多和田、石川といったチームのエース格で勝ち星を伸ばせないと、チームは苦しくなる。幸いにもまだ西武は現時点で勝率5割、ロッテも借金はわずかに「2」と巻き返すことのできる位置にいる。上位浮上のためにも、ふたりの復調は欠かせない。

最後に、岸孝之(楽天)は開幕投手に指名されていた則本昂大が右肘を手術することで大役が回ってきた。だが、その開幕戦で5回途中に故障を発症し途中降板となる苦しいスタート。その後はファームに降格しリハビリに励んでいる。一時は一軍復帰も報じられたが、大事を取って取りやめた。今後、二軍での登板を経て一軍へ復帰する見込みとなっている。

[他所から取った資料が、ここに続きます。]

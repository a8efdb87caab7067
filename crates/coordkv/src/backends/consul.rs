//! Consul KV backend
//!
//! Talks to the Consul HTTP KV API (`/v1/kv/...`). Consul has no per-key
//! TTL, so when a TTL is configured every write carries an absolute expiry in
//! the entry's numeric `Flags` field and a background [`ExpirySweeper`]
//! deletes entries once that time has passed.

use std::sync::Mutex;
use std::time::Duration;

use async_trait::async_trait;
use base64::{engine::general_purpose::STANDARD, Engine as _};
use reqwest::{Client, RequestBuilder, Response, StatusCode};
use serde::Deserialize;
use tokio::sync::OnceCell;
use tokio::task::JoinHandle;
use tokio_util::sync::CancellationToken;
use tracing::{debug, info, warn};

use super::expiry::{Expiry, ExpirySweeper};
use super::path::{directory_prefix, encode_key, is_immediate_child};
use super::traits::{BackendKind, KvPair, KvStore};
use crate::error::KvError;
use crate::services::ConsulConfig;

const KV_API_PREFIX: &str = "/v1/kv/";

/// Shortest sweep interval accepted, so a zero interval cannot spin
const MIN_SWEEP_INTERVAL: Duration = Duration::from_millis(10);

/// One entry as returned by `GET /v1/kv/<key>`
#[derive(Debug, Clone, Deserialize)]
#[serde(rename_all = "PascalCase")]
pub(crate) struct ConsulKvEntry {
    pub key: String,
    #[serde(default)]
    pub flags: u64,
    /// Base64-encoded value, null for empty values
    #[serde(default)]
    pub value: Option<String>,
}

impl ConsulKvEntry {
    pub(crate) fn expiry(&self) -> Expiry {
        Expiry::from_flags(self.flags)
    }

    pub(crate) fn decoded_value(&self) -> Result<String, KvError> {
        let Some(encoded) = &self.value else {
            return Ok(String::new());
        };
        let bytes = STANDARD.decode(encoded).map_err(|e| {
            KvError::Decode(format!("invalid base64 value for {}: {}", self.key, e))
        })?;
        String::from_utf8(bytes)
            .map_err(|e| KvError::Decode(format!("value for {} is not UTF-8: {}", self.key, e)))
    }
}
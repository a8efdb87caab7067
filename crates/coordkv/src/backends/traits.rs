//! KV store trait definitions
//!
//! Defines the capability contract every backend satisfies and the small value
//! types shared between them.

use async_trait::async_trait;
use serde::{Deserialize, Serialize};

use crate::error::KvError;

/// Supported backend types
#[derive(Debug, Clone, Copy, PartialEq, Eq, Serialize, Deserialize)]
#[serde(rename_all = "lowercase")]
pub enum BackendKind {
    /// Consul HTTP KV API (TTL emulated by a background sweep)
    Consul,
    /// etcd v2 keys API (native TTL, multi-peer failover)
    Etcd,
}

impl std::fmt::Display for BackendKind {
    fn fmt(&self, f: &mut std::fmt::Formatter<'_>) -> std::fmt::Result {
        match self {
            BackendKind::Consul => write!(f, "consul"),
            BackendKind::Etcd => write!(f, "etcd"),
        }
    }
}

impl BackendKind {
    pub fn from_str(s: &str) -> Result<Self, KvError> {
        match s.trim().to_lowercase().as_str() {
            "consul" => Ok(BackendKind::Consul),
            "etcd" | "etcd2" | "etcdv2" => Ok(BackendKind::Etcd),
            _ => Err(KvError::InvalidConfig(format!("unknown backend: {}", s))),
        }
    }
}

/// A key/value record returned from list operations
#[derive(Debug, Clone, PartialEq, Eq, Serialize, Deserialize)]
pub struct KvPair {
    pub key: String,
    pub value: String,
}

impl KvPair {
    pub fn new(key: impl Into<String>, value: impl Into<String>) -> Self {
        Self {
            key: key.into(),
            value: value.into(),
        }
    }
}

/// Core key-value store trait
///
/// All backends implement this trait so callers can pick one by configuration
/// and use it without knowing which coordination service sits behind it.
///
/// Error policy is the same for every backend: transport, status and decode
/// failures are always returned, and [`KvError::KeyNotFound`] is returned only
/// when the backend confirmed the key is absent.
#[async_trait]
pub trait KvStore: Send + Sync {
    /// Which backend serves this store
    fn backend_kind(&self) -> BackendKind;

    /// Write `value` at `key`, creating or overwriting it.
    ///
    /// Backends with a configured TTL re-arm the entry's expiry on every write.
    async fn set(&self, key: &str, value: &str) -> Result<(), KvError>;

    /// Read the current value at `key`
    async fn get(&self, key: &str) -> Result<String, KvError>;

    /// Remove the entry at `key`. Deleting an absent key is not an error.
    async fn delete(&self, key: &str) -> Result<(), KvError>;

    /// List the entries directly under `path` (non-recursive).
    ///
    /// Returns an empty vector when nothing matches.
    async fn list(&self, path: &str) -> Result<Vec<KvPair>, KvError>;

    /// Check whether `key` currently holds a value
    async fn exists(&self, key: &str) -> Result<bool, KvError> {
        match self.get(key).await {
            Ok(_) => Ok(true),
            Err(e) if e.is_not_found() => Ok(false),
            Err(e) => Err(e),
        }
    }
}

楽天は岸だけでなく則本も離脱中と台所事情は苦しい。そんな中、チームは4月を2位で終えた。2013年以来の優勝を勝ち取るためにも岸、そして則本の力は必要不可欠。チームメート、そしてファンも早期復帰を待ち望んでいる。

このようにパ・リーグの開幕投手たちは千賀が圧倒的な成績を残しているものの、勝ち星的に見ると大きな差はついていない。これから先、彼らの投球ひとつで順位は大きく変動する。エースたる投球を見せるのはだれか。開幕投手の1年に注目だ。